**Goal of the exercise:** If a line below contains the string "field", copy it out.

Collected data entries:
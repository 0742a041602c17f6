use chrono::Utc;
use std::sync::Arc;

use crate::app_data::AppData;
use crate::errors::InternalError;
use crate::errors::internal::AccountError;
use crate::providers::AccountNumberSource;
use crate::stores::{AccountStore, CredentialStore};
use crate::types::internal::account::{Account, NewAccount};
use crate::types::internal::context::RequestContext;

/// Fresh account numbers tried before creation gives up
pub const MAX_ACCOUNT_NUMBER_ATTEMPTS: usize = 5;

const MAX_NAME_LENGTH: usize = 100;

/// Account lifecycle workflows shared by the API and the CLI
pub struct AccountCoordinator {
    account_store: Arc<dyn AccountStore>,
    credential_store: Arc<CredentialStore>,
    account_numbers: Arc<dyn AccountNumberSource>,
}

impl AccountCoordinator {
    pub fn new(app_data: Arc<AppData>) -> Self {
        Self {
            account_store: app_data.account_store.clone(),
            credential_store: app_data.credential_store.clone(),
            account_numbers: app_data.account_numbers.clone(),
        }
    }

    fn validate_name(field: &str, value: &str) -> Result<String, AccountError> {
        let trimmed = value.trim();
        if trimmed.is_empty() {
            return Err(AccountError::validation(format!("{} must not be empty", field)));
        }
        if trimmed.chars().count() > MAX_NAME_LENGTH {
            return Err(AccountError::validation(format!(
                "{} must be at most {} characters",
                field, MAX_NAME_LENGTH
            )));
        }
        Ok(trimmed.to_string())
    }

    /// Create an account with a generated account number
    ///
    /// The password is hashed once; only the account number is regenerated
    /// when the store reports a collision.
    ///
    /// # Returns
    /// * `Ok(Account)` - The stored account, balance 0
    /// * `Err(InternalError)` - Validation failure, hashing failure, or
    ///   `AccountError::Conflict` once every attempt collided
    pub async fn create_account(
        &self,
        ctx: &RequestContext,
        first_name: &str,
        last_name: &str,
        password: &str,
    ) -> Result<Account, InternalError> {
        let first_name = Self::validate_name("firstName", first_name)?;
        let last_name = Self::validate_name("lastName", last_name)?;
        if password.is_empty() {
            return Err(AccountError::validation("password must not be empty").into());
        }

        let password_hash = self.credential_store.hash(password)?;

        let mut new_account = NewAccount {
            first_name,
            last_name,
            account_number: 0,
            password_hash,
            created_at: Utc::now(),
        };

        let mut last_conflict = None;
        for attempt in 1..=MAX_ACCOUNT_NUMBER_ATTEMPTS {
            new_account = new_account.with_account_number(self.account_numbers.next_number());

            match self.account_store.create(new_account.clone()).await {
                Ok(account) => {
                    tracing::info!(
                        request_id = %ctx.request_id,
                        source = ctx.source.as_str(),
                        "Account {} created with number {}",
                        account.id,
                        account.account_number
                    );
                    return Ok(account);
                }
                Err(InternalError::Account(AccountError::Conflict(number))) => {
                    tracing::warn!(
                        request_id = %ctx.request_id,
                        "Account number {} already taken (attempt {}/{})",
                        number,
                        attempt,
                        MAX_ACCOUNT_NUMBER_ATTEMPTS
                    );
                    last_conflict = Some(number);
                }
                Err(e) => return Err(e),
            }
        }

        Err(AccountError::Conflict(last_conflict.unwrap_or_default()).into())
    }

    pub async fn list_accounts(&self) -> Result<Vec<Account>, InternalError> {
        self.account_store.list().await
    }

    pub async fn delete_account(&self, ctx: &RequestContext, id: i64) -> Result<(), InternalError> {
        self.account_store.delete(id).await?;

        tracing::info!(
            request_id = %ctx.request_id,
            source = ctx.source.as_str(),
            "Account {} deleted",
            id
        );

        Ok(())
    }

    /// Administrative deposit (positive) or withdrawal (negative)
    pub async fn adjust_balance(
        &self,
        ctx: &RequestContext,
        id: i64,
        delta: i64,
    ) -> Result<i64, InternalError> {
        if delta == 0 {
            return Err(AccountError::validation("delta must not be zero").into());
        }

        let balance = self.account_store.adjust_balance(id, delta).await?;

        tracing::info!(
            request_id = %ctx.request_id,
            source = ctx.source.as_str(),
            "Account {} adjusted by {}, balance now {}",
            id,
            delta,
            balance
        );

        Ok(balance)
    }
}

**Output:**
    fn validate_name(field: &str, value: &str) -> Result<String, AccountError> {
            return Err(AccountError::validation(format!("{} must not be empty", field)));
                field, MAX_NAME_LENGTH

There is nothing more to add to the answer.